┌──

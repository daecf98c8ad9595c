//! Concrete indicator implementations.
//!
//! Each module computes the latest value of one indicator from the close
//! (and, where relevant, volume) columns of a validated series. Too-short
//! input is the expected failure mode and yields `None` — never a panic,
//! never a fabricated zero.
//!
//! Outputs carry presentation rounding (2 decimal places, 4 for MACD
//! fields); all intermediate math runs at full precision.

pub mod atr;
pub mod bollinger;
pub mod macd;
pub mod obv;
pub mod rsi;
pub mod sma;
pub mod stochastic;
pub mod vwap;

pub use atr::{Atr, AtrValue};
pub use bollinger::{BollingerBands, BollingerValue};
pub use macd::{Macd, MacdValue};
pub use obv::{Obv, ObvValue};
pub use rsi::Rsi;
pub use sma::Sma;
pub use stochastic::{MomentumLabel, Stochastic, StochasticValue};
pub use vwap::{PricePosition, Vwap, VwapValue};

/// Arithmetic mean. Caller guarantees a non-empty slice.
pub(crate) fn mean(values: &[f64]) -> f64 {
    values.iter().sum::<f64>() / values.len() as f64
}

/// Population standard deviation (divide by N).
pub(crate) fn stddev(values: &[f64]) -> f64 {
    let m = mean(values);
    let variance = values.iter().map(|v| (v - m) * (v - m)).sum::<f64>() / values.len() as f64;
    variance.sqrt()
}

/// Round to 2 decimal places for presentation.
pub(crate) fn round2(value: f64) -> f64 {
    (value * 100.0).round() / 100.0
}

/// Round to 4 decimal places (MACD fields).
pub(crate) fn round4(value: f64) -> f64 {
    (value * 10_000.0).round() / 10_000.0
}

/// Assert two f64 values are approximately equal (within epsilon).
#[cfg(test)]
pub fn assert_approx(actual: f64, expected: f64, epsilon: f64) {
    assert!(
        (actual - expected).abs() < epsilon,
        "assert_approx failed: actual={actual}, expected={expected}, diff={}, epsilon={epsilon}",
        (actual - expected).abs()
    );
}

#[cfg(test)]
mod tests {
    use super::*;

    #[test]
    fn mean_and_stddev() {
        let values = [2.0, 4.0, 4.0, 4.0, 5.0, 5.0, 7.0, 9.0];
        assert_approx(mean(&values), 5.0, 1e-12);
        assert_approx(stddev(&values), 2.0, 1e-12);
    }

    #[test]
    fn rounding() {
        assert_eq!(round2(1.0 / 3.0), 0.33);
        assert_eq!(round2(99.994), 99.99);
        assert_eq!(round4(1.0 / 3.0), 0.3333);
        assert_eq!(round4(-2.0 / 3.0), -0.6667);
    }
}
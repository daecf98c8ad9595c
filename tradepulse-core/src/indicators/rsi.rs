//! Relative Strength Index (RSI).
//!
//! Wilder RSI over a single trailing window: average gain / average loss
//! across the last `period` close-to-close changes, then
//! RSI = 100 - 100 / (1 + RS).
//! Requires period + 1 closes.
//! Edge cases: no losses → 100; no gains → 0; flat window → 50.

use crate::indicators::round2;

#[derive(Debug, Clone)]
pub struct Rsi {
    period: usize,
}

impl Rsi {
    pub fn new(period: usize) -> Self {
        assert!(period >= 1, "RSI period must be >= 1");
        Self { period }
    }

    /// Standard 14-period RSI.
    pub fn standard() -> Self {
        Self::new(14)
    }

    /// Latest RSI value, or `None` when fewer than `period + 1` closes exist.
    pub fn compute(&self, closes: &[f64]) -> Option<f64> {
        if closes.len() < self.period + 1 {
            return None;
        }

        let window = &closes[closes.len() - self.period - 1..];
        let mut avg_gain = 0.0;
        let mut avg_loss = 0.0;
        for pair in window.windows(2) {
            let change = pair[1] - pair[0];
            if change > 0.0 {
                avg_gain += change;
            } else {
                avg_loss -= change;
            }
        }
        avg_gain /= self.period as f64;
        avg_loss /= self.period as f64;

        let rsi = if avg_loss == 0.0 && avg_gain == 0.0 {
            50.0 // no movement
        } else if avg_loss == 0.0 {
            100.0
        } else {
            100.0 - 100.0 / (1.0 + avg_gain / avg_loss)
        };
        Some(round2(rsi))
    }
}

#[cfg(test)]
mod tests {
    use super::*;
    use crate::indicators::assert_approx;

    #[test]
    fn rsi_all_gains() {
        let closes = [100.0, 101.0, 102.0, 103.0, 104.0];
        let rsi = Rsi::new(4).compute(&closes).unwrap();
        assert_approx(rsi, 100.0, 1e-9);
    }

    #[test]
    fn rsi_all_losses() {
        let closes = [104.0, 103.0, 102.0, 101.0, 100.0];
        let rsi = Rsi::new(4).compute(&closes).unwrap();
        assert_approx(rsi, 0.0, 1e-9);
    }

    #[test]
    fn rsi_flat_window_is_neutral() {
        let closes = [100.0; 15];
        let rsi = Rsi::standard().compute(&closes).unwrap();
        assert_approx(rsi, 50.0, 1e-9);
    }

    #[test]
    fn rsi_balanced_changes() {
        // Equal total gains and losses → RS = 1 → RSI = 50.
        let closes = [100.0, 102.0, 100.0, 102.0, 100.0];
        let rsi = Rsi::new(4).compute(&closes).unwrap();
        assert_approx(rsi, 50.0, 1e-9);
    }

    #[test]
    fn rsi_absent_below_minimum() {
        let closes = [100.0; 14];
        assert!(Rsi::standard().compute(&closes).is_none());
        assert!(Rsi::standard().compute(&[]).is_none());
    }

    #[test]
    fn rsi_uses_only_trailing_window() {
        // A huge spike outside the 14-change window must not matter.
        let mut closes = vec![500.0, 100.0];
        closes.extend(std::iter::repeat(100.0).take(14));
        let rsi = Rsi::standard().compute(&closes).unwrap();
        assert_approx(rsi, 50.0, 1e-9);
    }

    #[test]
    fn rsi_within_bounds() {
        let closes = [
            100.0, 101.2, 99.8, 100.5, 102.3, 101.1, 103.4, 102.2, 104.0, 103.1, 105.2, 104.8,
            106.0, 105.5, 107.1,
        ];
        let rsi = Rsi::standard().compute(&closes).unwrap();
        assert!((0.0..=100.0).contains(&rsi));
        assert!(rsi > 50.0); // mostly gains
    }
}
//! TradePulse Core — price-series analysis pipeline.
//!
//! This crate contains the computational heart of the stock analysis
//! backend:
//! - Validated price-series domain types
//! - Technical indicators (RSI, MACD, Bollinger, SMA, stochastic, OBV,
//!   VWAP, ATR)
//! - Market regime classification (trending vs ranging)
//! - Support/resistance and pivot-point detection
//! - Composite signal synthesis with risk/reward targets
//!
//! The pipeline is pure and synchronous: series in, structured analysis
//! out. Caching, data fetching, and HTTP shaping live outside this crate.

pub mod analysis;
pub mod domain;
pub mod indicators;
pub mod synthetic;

└──

- Description of the task -
Exactly as they stand, restate all the lines of the listing.

- Response -
repository daecf98c8ad9595c
//! Concrete indicator implementations.
//!
//! Each module computes the latest value of one indicator from the close
//! (and, where relevant, volume) columns of a validated series. Too-short
//! input is the expected failure mode and yields `None` — never a panic,
//! never a fabricated zero.
//!
//! Outputs carry presentation rounding (2 decimal places, 4 for MACD
//! fields); all intermediate math runs at full precision.

pub mod atr;
pub mod bollinger;
pub mod macd;
pub mod obv;
pub mod rsi;
pub mod sma;
pub mod stochastic;
pub mod vwap;

pub use atr::{Atr, AtrValue};
pub use bollinger::{BollingerBands, BollingerValue};
pub use macd::{Macd, MacdValue};
pub use obv::{Obv, ObvValue};
pub use rsi::Rsi;
pub use sma::Sma;
pub use stochastic::{MomentumLabel, Stochastic, StochasticValue};
pub use vwap::{PricePosition, Vwap, VwapValue};

/// Arithmetic mean. Caller guarantees a non-empty slice.
pub(crate) fn mean(values: &[f64]) -> f64 {
    values.iter().sum::<f64>() / values.len() as f64
}

/// Population standard deviation (divide by N).
pub(crate) fn stddev(values: &[f64]) -> f64 {
    let m = mean(values);
    let variance = values.iter().map(|v| (v - m) * (v - m)).sum::<f64>() / values.len() as f64;
    variance.sqrt()
}

/// Round to 2 decimal places for presentation.
pub(crate) fn round2(value: f64) -> f64 {
    (value * 100.0).round() / 100.0
}

/// Round to 4 decimal places (MACD fields).
pub(crate) fn round4(value: f64) -> f64 {
    (value * 10_000.0).round() / 10_000.0
}

/// Assert two f64 values are approximately equal (within epsilon).
#[cfg(test)]
pub fn assert_approx(actual: f64, expected: f64, epsilon: f64) {
    assert!(
        (actual - expected).abs() < epsilon,
        "assert_approx failed: actual={actual}, expected={expected}, diff={}, epsilon={epsilon}",
        (actual - expected).abs()
    );
}

#[cfg(test)]
mod tests {
    use super::*;

    #[test]
    fn mean_and_stddev() {
        let values = [2.0, 4.0, 4.0, 4.0, 5.0, 5.0, 7.0, 9.0];
        assert_approx(mean(&values), 5.0, 1e-12);
        assert_approx(stddev(&values), 2.0, 1e-12);
    }

    #[test]
    fn rounding() {
        assert_eq!(round2(1.0 / 3.0), 0.33);
        assert_eq!(round2(99.994), 99.99);
        assert_eq!(round4(1.0 / 3.0), 0.3333);
        assert_eq!(round4(-2.0 / 3.0), -0.6667);
    }
}
repository daecf98c8ad9595c
filename tradepulse-core/src/indicators/rsi.rs
//! Relative Strength Index (RSI).
//!
//! Wilder RSI over a single trailing window: average gain / average loss
//! across the last `period` close-to-close changes, then
//! RSI = 100 - 100 / (1 + RS).
//! Requires period + 1 closes.
//! Edge cases: no losses → 100; no gains → 0; flat window → 50.

use crate::indicators::round2;

#[derive(Debug, Clone)]
pub struct Rsi {
    period: usize,
}

impl Rsi {
    pub fn new(period: usize) -> Self {
        assert!(period >= 1, "RSI period must be >= 1");
        Self { period }
    }

    /// Standard 14-period RSI.
    pub fn standard() -> Self {
        Self::new(14)
    }

    /// Latest RSI value, or `None` when fewer than `period + 1` closes exist.
    pub fn compute(&self, closes: &[f64]) -> Option<f64> {
        if closes.len() < self.period + 1 {
            return None;
        }

        let window = &closes[closes.len() - self.period - 1..];
        let mut avg_gain = 0.0;
        let mut avg_loss = 0.0;
        for pair in window.windows(2) {
            let change = pair[1] - pair[0];
            if change > 0.0 {
                avg_gain += change;
            } else {
                avg_loss -= change;
            }
        }
        avg_gain /= self.period as f64;
        avg_loss /= self.period as f64;

        let rsi = if avg_loss == 0.0 && avg_gain == 0.0 {
            50.0 // no movement
        } else if avg_loss == 0.0 {
            100.0
        } else {
            100.0 - 100.0 / (1.0 + avg_gain / avg_loss)
        };
        Some(round2(rsi))
    }
}

#[cfg(test)]
mod tests {
    use super::*;
    use crate::indicators::assert_approx;

    #[test]
    fn rsi_all_gains() {
        let closes = [100.0, 101.0, 102.0, 103.0, 104.0];
        let rsi = Rsi::new(4).compute(&closes).unwrap();
        assert_approx(rsi, 100.0, 1e-9);
    }

    #[test]
    fn rsi_all_losses() {
        let closes = [104.0, 103.0, 102.0, 101.0, 100.0];
        let rsi = Rsi::new(4).compute(&closes).unwrap();
        assert_approx(rsi, 0.0, 1e-9);
    }

    #[test]
    fn rsi_flat_window_is_neutral() {
        let closes = [100.0; 15];
        let rsi = Rsi::standard().compute(&closes).unwrap();
        assert_approx(rsi, 50.0, 1e-9);
    }

    #[test]
    fn rsi_balanced_changes() {
        // Equal total gains and losses → RS = 1 → RSI = 50.
        let closes = [100.0, 102.0, 100.0, 102.0, 100.0];
        let rsi = Rsi::new(4).compute(&closes).unwrap();
        assert_approx(rsi, 50.0, 1e-9);
    }

    #[test]
    fn rsi_absent_below_minimum() {
        let closes = [100.0; 14];
        assert!(Rsi::standard().compute(&closes).is_none());
        assert!(Rsi::standard().compute(&[]).is_none());
    }

    #[test]
    fn rsi_uses_only_trailing_window() {
        // A huge spike outside the 14-change window must not matter.
        let mut closes = vec![500.0, 100.0];
        closes.extend(std::iter::repeat(100.0).take(14));
        let rsi = Rsi::standard().compute(&closes).unwrap();
        assert_approx(rsi, 50.0, 1e-9);
    }

    #[test]
    fn rsi_within_bounds() {
        let closes = [
            100.0, 101.2, 99.8, 100.5, 102.3, 101.1, 103.4, 102.2, 104.0, 103.1, 105.2, 104.8,
            106.0, 105.5, 107.1,
        ];
        let rsi = Rsi::standard().compute(&closes).unwrap();
        assert!((0.0..=100.0).contains(&rsi));
        assert!(rsi > 50.0); // mostly gains
    }
}
//! TradePulse Core — price-series analysis pipeline.
//!
//! This crate contains the computational heart of the stock analysis
//! backend:
//! - Validated price-series domain types
//! - Technical indicators (RSI, MACD, Bollinger, SMA, stochastic, OBV,
//!   VWAP, ATR)
//! - Market regime classification (trending vs ranging)
//! - Support/resistance and pivot-point detection
//! - Composite signal synthesis with risk/reward targets
//!
//! The pipeline is pure and synchronous: series in, structured analysis
//! out. Caching, data fetching, and HTTP shaping live outside this crate.

pub mod analysis;
pub mod domain;
pub mod indicators;
pub mod synthetic;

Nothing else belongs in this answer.